Assignment:
Write down exactly the line where "k |= u32::from(b) << (8 * i);" occurs and every line that follows it through the end of the material below; include nothing else.

Data for this exercise:
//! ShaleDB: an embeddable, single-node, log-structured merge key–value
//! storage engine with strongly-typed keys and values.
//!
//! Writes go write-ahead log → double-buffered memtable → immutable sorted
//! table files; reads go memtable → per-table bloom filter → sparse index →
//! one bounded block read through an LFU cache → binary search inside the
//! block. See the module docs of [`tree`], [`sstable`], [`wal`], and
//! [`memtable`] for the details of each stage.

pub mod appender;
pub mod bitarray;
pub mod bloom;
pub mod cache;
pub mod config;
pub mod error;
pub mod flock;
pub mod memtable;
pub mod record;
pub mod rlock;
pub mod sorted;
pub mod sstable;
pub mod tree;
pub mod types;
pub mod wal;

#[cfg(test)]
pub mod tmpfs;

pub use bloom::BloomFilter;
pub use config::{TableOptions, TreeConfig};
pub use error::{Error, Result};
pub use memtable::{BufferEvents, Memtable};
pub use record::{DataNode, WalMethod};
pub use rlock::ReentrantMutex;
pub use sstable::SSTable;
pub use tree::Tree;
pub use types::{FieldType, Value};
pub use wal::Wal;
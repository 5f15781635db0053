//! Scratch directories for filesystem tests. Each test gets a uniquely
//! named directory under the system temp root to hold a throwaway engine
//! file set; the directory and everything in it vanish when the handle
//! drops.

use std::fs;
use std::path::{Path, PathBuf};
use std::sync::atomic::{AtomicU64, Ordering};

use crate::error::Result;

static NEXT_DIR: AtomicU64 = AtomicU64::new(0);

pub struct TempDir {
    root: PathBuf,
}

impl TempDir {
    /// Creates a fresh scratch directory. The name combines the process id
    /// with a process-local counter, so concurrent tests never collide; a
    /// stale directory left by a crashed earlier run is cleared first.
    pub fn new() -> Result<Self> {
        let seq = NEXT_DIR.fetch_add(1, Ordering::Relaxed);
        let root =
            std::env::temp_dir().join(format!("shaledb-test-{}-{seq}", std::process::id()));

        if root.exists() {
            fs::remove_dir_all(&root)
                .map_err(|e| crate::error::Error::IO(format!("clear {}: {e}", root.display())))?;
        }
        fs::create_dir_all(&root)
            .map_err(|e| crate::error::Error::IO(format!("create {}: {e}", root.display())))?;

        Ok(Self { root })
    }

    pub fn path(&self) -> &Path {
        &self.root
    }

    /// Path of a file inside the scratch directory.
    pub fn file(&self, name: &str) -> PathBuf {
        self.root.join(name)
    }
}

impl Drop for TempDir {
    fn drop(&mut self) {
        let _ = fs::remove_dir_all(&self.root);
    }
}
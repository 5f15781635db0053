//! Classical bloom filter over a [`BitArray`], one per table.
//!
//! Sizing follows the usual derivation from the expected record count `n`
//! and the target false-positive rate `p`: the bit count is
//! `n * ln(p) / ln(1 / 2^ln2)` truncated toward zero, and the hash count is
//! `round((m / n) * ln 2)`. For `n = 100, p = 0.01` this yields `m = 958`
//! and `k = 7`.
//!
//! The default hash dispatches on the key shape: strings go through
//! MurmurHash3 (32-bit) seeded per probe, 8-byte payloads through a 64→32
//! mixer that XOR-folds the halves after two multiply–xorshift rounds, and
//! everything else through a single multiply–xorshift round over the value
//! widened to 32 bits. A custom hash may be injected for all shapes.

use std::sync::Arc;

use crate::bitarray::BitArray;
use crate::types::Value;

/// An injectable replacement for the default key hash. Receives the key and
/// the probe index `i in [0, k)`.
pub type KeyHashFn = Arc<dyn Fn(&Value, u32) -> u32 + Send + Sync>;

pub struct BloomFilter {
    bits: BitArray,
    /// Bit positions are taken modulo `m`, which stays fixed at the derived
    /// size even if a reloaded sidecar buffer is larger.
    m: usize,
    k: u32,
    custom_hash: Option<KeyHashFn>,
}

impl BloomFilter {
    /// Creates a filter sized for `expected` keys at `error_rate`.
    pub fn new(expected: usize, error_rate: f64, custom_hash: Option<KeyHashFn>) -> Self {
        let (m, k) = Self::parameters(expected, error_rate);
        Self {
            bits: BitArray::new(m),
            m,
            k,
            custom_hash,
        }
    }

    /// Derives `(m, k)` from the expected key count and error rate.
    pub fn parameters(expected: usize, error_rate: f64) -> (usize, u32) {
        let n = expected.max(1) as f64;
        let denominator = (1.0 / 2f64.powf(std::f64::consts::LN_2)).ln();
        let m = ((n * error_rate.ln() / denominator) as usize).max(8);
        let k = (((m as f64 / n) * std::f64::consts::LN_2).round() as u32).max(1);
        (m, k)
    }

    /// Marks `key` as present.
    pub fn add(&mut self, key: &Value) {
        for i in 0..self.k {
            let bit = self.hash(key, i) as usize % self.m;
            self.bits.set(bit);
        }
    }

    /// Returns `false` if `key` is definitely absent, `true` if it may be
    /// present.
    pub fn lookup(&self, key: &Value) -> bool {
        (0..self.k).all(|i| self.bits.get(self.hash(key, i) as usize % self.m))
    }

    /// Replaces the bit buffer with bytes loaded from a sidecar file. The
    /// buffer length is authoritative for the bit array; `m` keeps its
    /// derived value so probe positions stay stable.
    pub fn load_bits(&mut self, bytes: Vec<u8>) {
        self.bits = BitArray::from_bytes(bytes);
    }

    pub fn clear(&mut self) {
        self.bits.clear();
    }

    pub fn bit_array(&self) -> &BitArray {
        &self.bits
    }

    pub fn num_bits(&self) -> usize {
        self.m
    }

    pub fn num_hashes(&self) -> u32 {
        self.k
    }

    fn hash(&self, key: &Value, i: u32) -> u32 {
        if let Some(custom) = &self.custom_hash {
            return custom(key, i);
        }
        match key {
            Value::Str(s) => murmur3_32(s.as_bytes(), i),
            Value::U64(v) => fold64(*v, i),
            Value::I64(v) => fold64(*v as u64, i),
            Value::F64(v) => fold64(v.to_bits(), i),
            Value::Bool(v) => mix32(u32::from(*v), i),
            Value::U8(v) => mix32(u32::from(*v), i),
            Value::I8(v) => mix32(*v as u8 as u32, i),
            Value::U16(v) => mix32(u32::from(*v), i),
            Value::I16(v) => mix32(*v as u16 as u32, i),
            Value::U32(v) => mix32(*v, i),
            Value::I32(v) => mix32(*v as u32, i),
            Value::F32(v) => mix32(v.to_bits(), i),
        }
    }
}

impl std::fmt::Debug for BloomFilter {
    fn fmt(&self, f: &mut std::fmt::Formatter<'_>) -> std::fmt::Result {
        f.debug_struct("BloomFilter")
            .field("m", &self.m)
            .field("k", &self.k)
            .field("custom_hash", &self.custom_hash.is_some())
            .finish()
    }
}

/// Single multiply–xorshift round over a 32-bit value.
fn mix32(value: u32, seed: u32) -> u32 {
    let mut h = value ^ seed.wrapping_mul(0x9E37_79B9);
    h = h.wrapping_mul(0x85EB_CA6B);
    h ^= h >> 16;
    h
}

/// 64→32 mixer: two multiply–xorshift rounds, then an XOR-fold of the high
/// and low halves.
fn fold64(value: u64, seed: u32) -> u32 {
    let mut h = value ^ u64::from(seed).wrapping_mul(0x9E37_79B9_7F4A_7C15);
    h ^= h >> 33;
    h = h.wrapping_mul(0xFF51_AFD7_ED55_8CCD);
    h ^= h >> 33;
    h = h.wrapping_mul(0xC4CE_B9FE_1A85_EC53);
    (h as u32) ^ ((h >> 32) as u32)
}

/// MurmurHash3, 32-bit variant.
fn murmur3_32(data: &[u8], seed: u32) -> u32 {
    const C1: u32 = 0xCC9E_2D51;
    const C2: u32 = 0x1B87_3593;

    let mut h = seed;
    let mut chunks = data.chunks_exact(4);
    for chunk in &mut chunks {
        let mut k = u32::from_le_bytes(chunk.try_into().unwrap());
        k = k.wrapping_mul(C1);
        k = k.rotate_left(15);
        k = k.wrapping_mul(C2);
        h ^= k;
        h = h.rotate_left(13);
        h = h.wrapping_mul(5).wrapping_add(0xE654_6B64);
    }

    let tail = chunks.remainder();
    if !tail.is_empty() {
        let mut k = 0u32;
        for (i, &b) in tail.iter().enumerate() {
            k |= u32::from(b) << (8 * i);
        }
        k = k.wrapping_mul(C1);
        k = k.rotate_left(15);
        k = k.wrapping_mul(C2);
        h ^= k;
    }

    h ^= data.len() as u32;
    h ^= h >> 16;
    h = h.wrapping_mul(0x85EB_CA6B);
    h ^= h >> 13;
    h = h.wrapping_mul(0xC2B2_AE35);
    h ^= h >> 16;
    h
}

Output of the exercise:
            k |= u32::from(b) << (8 * i);
        }
        k = k.wrapping_mul(C1);
        k = k.rotate_left(15);
        k = k.wrapping_mul(C2);
        h ^= k;
    }

    h ^= data.len() as u32;
    h ^= h >> 16;
    h = h.wrapping_mul(0x85EB_CA6B);
    h ^= h >> 13;
    h = h.wrapping_mul(0xC2B2_AE35);
    h ^= h >> 16;
    h
}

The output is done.